_PROBLEM DETAILS_
Look for "InboundEvent" in the listing below. Gather each line that contains it.
________________________
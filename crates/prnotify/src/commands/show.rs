use anyhow::anyhow;
use async_trait::async_trait;
use clap::Parser;
use prnotify_core::{renderers::StatusRenderer, use_cases::pulls::FetchPullRequestInterface};
use shaku::HasComponent;

use crate::{
    commands::{Command, CommandContext},
    Result,
};

/// Show the status message of a pull request without posting it
#[derive(Parser)]
pub(crate) struct ShowCommand {
    /// Pull request number
    number: u64,
}

#[async_trait]
impl Command for ShowCommand {
    async fn execute(self, ctx: CommandContext) -> Result<()> {
        let fetch_pull_request: &dyn FetchPullRequestInterface = ctx.core_module.resolve_ref();
        let pull_request = fetch_pull_request
            .run(&ctx.as_core_context(), self.number)
            .await?
            .ok_or_else(|| {
                anyhow!(
                    "Pull request #{} not found on repository '{}'.",
                    self.number,
                    ctx.config.repository
                )
            })?;

        let message = StatusRenderer::new(&ctx.accounts, &ctx.config.empty_body_warning)
            .render(&pull_request);

        writeln!(
            ctx.writer.write().await,
            "{}",
            serde_json::to_string_pretty(&message)?
        )?;

        Ok(())
    }
}
//! Inbound events.

use prnotify_ghapi_interface::types::{
    GhPullRequestEvent, GhRequestedReviewer, GhRequestedReviewerKind, GhReview, GhReviewEvent,
    GhReviewRequest,
};
use serde::Deserialize;

use crate::{CoreError, Result};

pub const PULL_REQUEST_EVENT: &str = "pull_request";
pub const PULL_REQUEST_REVIEW_EVENT: &str = "pull_request_review";

/// Event delivered to a single invocation, normalized from its webhook payload.
#[derive(Debug, Clone, Default, PartialEq, Eq)]
pub struct InboundEvent {
    pub event_type: String,
    pub action: String,
    /// Zero when the payload does not target a pull request.
    pub pull_request_number: u64,
    /// Requested (or removed) reviewer, for review request events.
    pub review_request: Option<GhReviewRequest>,
    /// Submitted review, for review events.
    pub review: Option<GhReview>,
}

#[derive(Deserialize)]
struct AnyEvent {
    #[serde(default)]
    action: String,
}

impl InboundEvent {
    /// Normalize a raw webhook payload.
    ///
    /// Unknown event names are kept with their action so they can be reported as unsupported.
    pub fn from_webhook_payload(event_name: &str, payload: &str) -> Result<Self> {
        let payload_error = |e| CoreError::PayloadError {
            event_name: event_name.into(),
            source: e,
        };

        match event_name {
            PULL_REQUEST_EVENT => {
                let event: GhPullRequestEvent =
                    serde_json::from_str(payload).map_err(payload_error)?;
                Ok(Self::from_pull_request_event(event))
            }
            PULL_REQUEST_REVIEW_EVENT => {
                let event: GhReviewEvent = serde_json::from_str(payload).map_err(payload_error)?;
                Ok(Self::from_review_event(event))
            }
            _ => {
                let event: AnyEvent = serde_json::from_str(payload).map_err(payload_error)?;
                Ok(Self {
                    event_type: event_name.into(),
                    action: event.action,
                    ..Default::default()
                })
            }
        }
    }

    fn from_pull_request_event(event: GhPullRequestEvent) -> Self {
        let review_request = match (event.requested_reviewer, event.requested_team) {
            (Some(user), _) => Some(GhReviewRequest {
                requested_reviewer: GhRequestedReviewer {
                    login: user.login,
                    url: user.html_url,
                    kind: GhRequestedReviewerKind::User,
                },
            }),
            (None, Some(team)) => Some(GhReviewRequest {
                requested_reviewer: GhRequestedReviewer {
                    login: team.name,
                    url: team.html_url,
                    kind: GhRequestedReviewerKind::Team,
                },
            }),
            (None, None) => None,
        };

        Self {
            event_type: PULL_REQUEST_EVENT.into(),
            action: event.action.as_str().into(),
            pull_request_number: event.pull_request.number,
            review_request,
            review: None,
        }
    }

    fn from_review_event(event: GhReviewEvent) -> Self {
        Self {
            event_type: PULL_REQUEST_REVIEW_EVENT.into(),
            action: event.action.as_str().into(),
            pull_request_number: event.pull_request.number,
            review_request: None,
            review: Some(event.review.into()),
        }
    }
}
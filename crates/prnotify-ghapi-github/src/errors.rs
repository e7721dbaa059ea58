use prnotify_ghapi_interface::ApiError;

/// GitHub driver error.
#[allow(missing_docs)]
#[derive(Debug, thiserror::Error)]
#[allow(clippy::enum_variant_names)]
pub enum GitHubError {
    #[error(transparent)]
    HttpError { source: reqwest::Error },

    #[error("Invalid header value: {source}")]
    HeaderError {
        source: http::header::InvalidHeaderValue,
    },

    #[error("GraphQL query failed: {messages}")]
    GraphQlError { messages: String },

    #[error("Pull request #{} not found on repository {}", pr_number, repository_path)]
    NotFound {
        pr_number: u64,
        repository_path: String,
    },
}

impl From<reqwest::Error> for GitHubError {
    fn from(e: reqwest::Error) -> Self {
        GitHubError::HttpError { source: e }
    }
}

impl From<http::header::InvalidHeaderValue> for GitHubError {
    fn from(e: http::header::InvalidHeaderValue) -> Self {
        GitHubError::HeaderError { source: e }
    }
}

impl From<GitHubError> for ApiError {
    fn from(e: GitHubError) -> Self {
        match e {
            GitHubError::NotFound {
                pr_number,
                repository_path,
            } => ApiError::NotFound {
                pr_number,
                repository_path,
            },
            e => ApiError::ImplementationError { source: e.into() },
        }
    }
}
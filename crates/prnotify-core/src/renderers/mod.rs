//! Block document renderers.

mod links;
mod narratives;
mod status;

pub use links::{escape, escape_truncated, link, truncate, user_link};
pub use narratives::NarrativeRenderer;
pub use status::{StatusMessage, StatusRenderer};
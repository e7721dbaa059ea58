//! Chat API interface.
//!
//! Block documents, channel messages and the `ChatService` trait implemented by drivers.

#![warn(missing_docs)]
#![warn(clippy::all)]

mod errors;
mod interface;
pub mod types;

pub use errors::{ChatError, Result};
pub use interface::ChatService;
#[cfg(any(test, feature = "testkit"))]
pub use interface::MockChatService;
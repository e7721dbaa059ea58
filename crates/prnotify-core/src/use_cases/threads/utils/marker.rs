use prnotify_chat_interface::types::{ChatMessage, ChatMessageMetadata};
use serde::{Deserialize, Serialize};

pub const THREAD_EVENT_TYPE: &str = "prnotify_pull_request";

#[derive(Debug, Serialize, Deserialize, PartialEq, Eq)]
struct ThreadMarkerPayload {
    repository: String,
    number: u64,
}

/// Metadata identifying the status message of a pull request.
pub fn thread_marker(repository: &str, pr_number: u64) -> ChatMessageMetadata {
    ChatMessageMetadata {
        event_type: THREAD_EVENT_TYPE.into(),
        event_payload: serde_json::json!({
            "repository": repository,
            "number": pr_number,
        }),
    }
}

/// Is this message the status message of the pull request?
///
/// Messages without metadata are matched on their breadcrumb link.
pub fn is_thread_message(message: &ChatMessage, repository: &str, pr_number: u64) -> bool {
    if !message.is_bot_authored() {
        return false;
    }

    match &message.metadata {
        Some(metadata) if metadata.event_type == THREAD_EVENT_TYPE => {
            serde_json::from_value::<ThreadMarkerPayload>(metadata.event_payload.clone())
                .map(|payload| payload.repository == repository && payload.number == pr_number)
                .unwrap_or(false)
        }
        Some(_) => false,
        None => message
            .text
            .contains(&format!("/{repository}/pull/{pr_number}|{pr_number}>")),
    }
}
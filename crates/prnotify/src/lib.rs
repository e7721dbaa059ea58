//! Pull request notifier command line.
//!
//! One invocation handles one CI event: configuration comes from the environment, drivers are
//! wired from it, then the selected command runs to completion.

#![warn(clippy::all)]

use anyhow::Result;
use args::{Args, CommandExecutor};
use clap::Parser;
use prnotify_config::Config;
use prnotify_logging::configure_logging;
use shadow_rs::shadow;
use tracing::info;

pub(crate) mod args;
mod commands;
mod config_validator;
#[cfg(test)]
mod testutils;

shadow!(build);

/// Name, version and commit of the running binary.
pub fn get_version_data() -> String {
    format!(
        "{} {} ({}@{}, {})",
        build::PROJECT_NAME,
        build::PKG_VERSION,
        build::BRANCH,
        build::SHORT_COMMIT,
        build::COMMIT_DATE_3339
    )
}

/// Parse arguments, load and validate configuration, then run the command.
pub fn initialize_command_line() -> Result<()> {
    dotenv::dotenv().ok();

    let args = Args::parse();
    let config = Config::from_env(env!("CARGO_PKG_VERSION").to_string());
    configure_logging(&config)?;
    config_validator::validate_configuration(&config)?;

    info!(version = %get_version_data(), message = "Starting");

    CommandExecutor::parse_args(config, args)
}
use async_trait::async_trait;
use serde::Serialize;
use shaku::{Component, Interface};

use super::utils::marker::is_thread_message;
use crate::{CoreContext, Result};

/// Status message of a pull request, used as thread root for change-log replies.
#[derive(Debug, Clone, PartialEq, Eq, Serialize)]
pub struct ThreadHandle {
    pub ts: String,
    pub pr_number: u64,
}

#[cfg_attr(any(test, feature = "testkit"), mockall::automock)]
#[async_trait]
pub trait FindThreadInterface: Interface {
    async fn run<'a>(&self, ctx: &CoreContext<'a>, pr_number: u64)
        -> Result<Option<ThreadHandle>>;
}

#[derive(Component)]
#[shaku(interface = FindThreadInterface)]
pub(crate) struct FindThread;

#[async_trait]
impl FindThreadInterface for FindThread {
    #[tracing::instrument(skip(self, ctx), fields(pr_number), ret)]
    async fn run<'a>(
        &self,
        ctx: &CoreContext<'a>,
        pr_number: u64,
    ) -> Result<Option<ThreadHandle>> {
        let repository = &ctx.config.repository;

        Ok(ctx
            .chat_service
            .messages_history(ctx.channel(), ctx.config.chat.history_limit)
            .await?
            .into_iter()
            .find(|message| is_thread_message(message, repository, pr_number))
            .map(|message| ThreadHandle {
                ts: message.ts,
                pr_number,
            }))
    }
}

#[cfg(test)]
mod tests {
    use prnotify_chat_interface::{types::ChatMessage, MockChatService};
    use pretty_assertions::assert_eq;

    use super::*;
    use crate::{
        context::tests::CoreContextTest, use_cases::threads::utils::marker::thread_marker,
    };

    fn history() -> Vec<ChatMessage> {
        vec![
            ChatMessage {
                ts: "5.0".into(),
                bot_id: None,
                text: "<https://github.com/me/test/pull/12|12>".into(),
                metadata: None,
            },
            ChatMessage {
                ts: "4.0".into(),
                bot_id: Some("B01".into()),
                text: String::new(),
                metadata: Some(thread_marker("me/test", 3)),
            },
            ChatMessage {
                ts: "3.0".into(),
                bot_id: Some("B01".into()),
                text: String::new(),
                metadata: Some(thread_marker("me/test", 12)),
            },
            ChatMessage {
                ts: "2.0".into(),
                bot_id: Some("B01".into()),
                text: "<https://github.com/me/test/pull/12|12>".into(),
                metadata: None,
            },
        ]
    }

    #[tokio::test]
    async fn find_most_recent() {
        let mut ctx = CoreContextTest::new();
        ctx.chat_service = {
            let mut svc = MockChatService::new();

            svc.expect_messages_history()
                .times(2)
                .withf(|channel, limit| channel == "C01" && limit == &200)
                .returning(|_, _| Ok(history()));

            svc
        };

        let first = FindThread.run(&ctx.as_context(), 12).await.unwrap();
        let second = FindThread.run(&ctx.as_context(), 12).await.unwrap();

        assert_eq!(
            first,
            Some(ThreadHandle {
                ts: "3.0".into(),
                pr_number: 12
            })
        );
        assert_eq!(first, second);
    }

    #[tokio::test]
    async fn not_found() {
        let mut ctx = CoreContextTest::new();
        ctx.chat_service = {
            let mut svc = MockChatService::new();

            svc.expect_messages_history()
                .once()
                .returning(|_, _| Ok(history()));

            svc
        };

        assert_eq!(FindThread.run(&ctx.as_context(), 7).await.unwrap(), None);
    }
}
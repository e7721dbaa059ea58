use serde::Serialize;

use crate::events::{PULL_REQUEST_EVENT, PULL_REQUEST_REVIEW_EVENT};

/// Change-log narrative appended to a status thread.
#[derive(Debug, Clone, Copy, PartialEq, Eq, Serialize)]
pub enum NarrativeKind {
    Closed,
    ReviewRequested,
    Submitted,
}

/// Map an (event type, action) pair to its narrative, `None` when unsupported.
pub fn classify(event_type: &str, action: &str) -> Option<NarrativeKind> {
    match (event_type, action) {
        (PULL_REQUEST_EVENT, "closed") => Some(NarrativeKind::Closed),
        (PULL_REQUEST_EVENT, "review_requested" | "review_request_removed") => {
            Some(NarrativeKind::ReviewRequested)
        }
        (PULL_REQUEST_REVIEW_EVENT, "submitted") => Some(NarrativeKind::Submitted),
        _ => None,
    }
}

#[cfg(test)]
mod tests {
    use super::*;

    #[test]
    fn supported_events() {
        assert_eq!(
            classify("pull_request", "closed"),
            Some(NarrativeKind::Closed)
        );
        assert_eq!(
            classify("pull_request", "review_requested"),
            Some(NarrativeKind::ReviewRequested)
        );
        assert_eq!(
            classify("pull_request", "review_request_removed"),
            Some(NarrativeKind::ReviewRequested)
        );
        assert_eq!(
            classify("pull_request_review", "submitted"),
            Some(NarrativeKind::Submitted)
        );
    }

    #[test]
    fn unsupported_events() {
        assert_eq!(classify("pull_request", "opened"), None);
        assert_eq!(classify("pull_request", "edited"), None);
        assert_eq!(classify("pull_request_review", "edited"), None);
        assert_eq!(classify("pull_request_review", "closed"), None);
        assert_eq!(classify("issues", "closed"), None);
        assert_eq!(classify("", ""), None);
    }
}
//! Entrypoint.

fn main() {
    if let Err(err) = prnotify::initialize_command_line() {
        eprintln!("ERROR: {:?}", err);
        std::process::exit(1);
    }
}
________________________
_RESPONSE AREA_
pub struct InboundEvent {
impl InboundEvent {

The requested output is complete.